* Work instructions
Copy every line below that has the word "updated" in it.

* Entries provided
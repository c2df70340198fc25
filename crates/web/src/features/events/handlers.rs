use axum::{
    Json,
    extract::State,
    http::StatusCode,
    response::{IntoResponse, Response},
};
use storage::{
    Database,
    dto::{
        event::{CreateSportEventRequest, SportEventResponse, UpdateSportEventRequest},
        matches::MatchResponse,
    },
};
use uuid::Uuid;
use validator::Validate;

use crate::error::{ExceptionDetails, WebError};
use crate::extract::{ApiJson, ApiPath};

use super::services;

#[utoipa::path(
    get,
    path = "/api/events",
    responses(
        (status = 200, description = "List all sport events", body = Vec<SportEventResponse>)
    ),
    tag = "events"
)]
pub async fn list_events(State(db): State<Database>) -> Result<Response, WebError> {
    let events = services::list_events(db.pool()).await?;

    let response: Vec<SportEventResponse> =
        events.into_iter().map(SportEventResponse::from).collect();

    Ok(Json(response).into_response())
}

#[utoipa::path(
    get,
    path = "/api/events/{id}",
    params(
        ("id" = Uuid, Path, description = "Sport event ID")
    ),
    responses(
        (status = 200, description = "Sport event found", body = SportEventResponse),
        (status = 404, description = "Sport event not found", body = ExceptionDetails)
    ),
    tag = "events"
)]
pub async fn get_event(
    State(db): State<Database>,
    ApiPath(id): ApiPath<Uuid>,
) -> Result<Response, WebError> {
    let event = services::get_event(db.pool(), id).await?;

    Ok(Json(SportEventResponse::from(event)).into_response())
}

#[utoipa::path(
    post,
    path = "/api/events",
    request_body = CreateSportEventRequest,
    responses(
        (status = 201, description = "Sport event created successfully", body = SportEventResponse),
        (status = 400, description = "Validation error", body = ExceptionDetails),
        (status = 404, description = "Placement team not found", body = ExceptionDetails),
        (status = 422, description = "Invalid placements", body = ExceptionDetails)
    ),
    tag = "events"
)]
pub async fn create_event(
    State(db): State<Database>,
    ApiJson(req): ApiJson<CreateSportEventRequest>,
) -> Result<Response, WebError> {
    req.validate()?;

    let event = services::create_event(db.pool(), &req).await?;

    Ok((StatusCode::CREATED, Json(SportEventResponse::from(event))).into_response())
}

#[utoipa::path(
    put,
    path = "/api/events/{id}",
    params(
        ("id" = Uuid, Path, description = "Sport event ID")
    ),
    request_body = UpdateSportEventRequest,
    responses(
        (status = 200, description = "Sport event updated successfully", body = SportEventResponse),
        (status = 400, description = "Validation error", body = ExceptionDetails),
        (status = 404, description = "Sport event or placement team not found", body = ExceptionDetails),
        (status = 422, description = "Invalid placements", body = ExceptionDetails)
    ),
    tag = "events"
)]
pub async fn update_event(
    State(db): State<Database>,
    ApiPath(id): ApiPath<Uuid>,
    ApiJson(req): ApiJson<UpdateSportEventRequest>,
) -> Result<Response, WebError> {
    req.validate()?;

    let updated = services::update_event(db.pool(), id, &req).await?;

    Ok(Json(SportEventResponse::from(updated)).into_response())
}

#[utoipa::path(
    delete,
    path = "/api/events/{id}",
    params(
        ("id" = Uuid, Path, description = "Sport event ID")
    ),
    responses(
        (status = 204, description = "Sport event deleted, its matches are kept"),
        (status = 404, description = "Sport event not found", body = ExceptionDetails)
    ),
    tag = "events"
)]
pub async fn delete_event(
    State(db): State<Database>,
    ApiPath(id): ApiPath<Uuid>,
) -> Result<Response, WebError> {
    services::delete_event(db.pool(), id).await?;

    Ok(StatusCode::NO_CONTENT.into_response())
}

#[utoipa::path(
    get,
    path = "/api/events/{id}/matches",
    params(
        ("id" = Uuid, Path, description = "Sport event ID")
    ),
    responses(
        (status = 200, description = "Matches of the bracket", body = Vec<MatchResponse>),
        (status = 404, description = "Sport event not found", body = ExceptionDetails)
    ),
    tag = "events"
)]
pub async fn list_event_matches(
    State(db): State<Database>,
    ApiPath(id): ApiPath<Uuid>,
) -> Result<Response, WebError> {
    let matches = services::list_event_matches(db.pool(), id).await?;

    let response: Vec<MatchResponse> = matches.into_iter().map(MatchResponse::from).collect();

    Ok(Json(response).into_response())
}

* Output for this exercise
        (status = 200, description = "Sport event updated successfully", body = SportEventResponse),
    let updated = services::update_event(db.pool(), id, &req).await?;
    Ok(Json(SportEventResponse::from(updated)).into_response())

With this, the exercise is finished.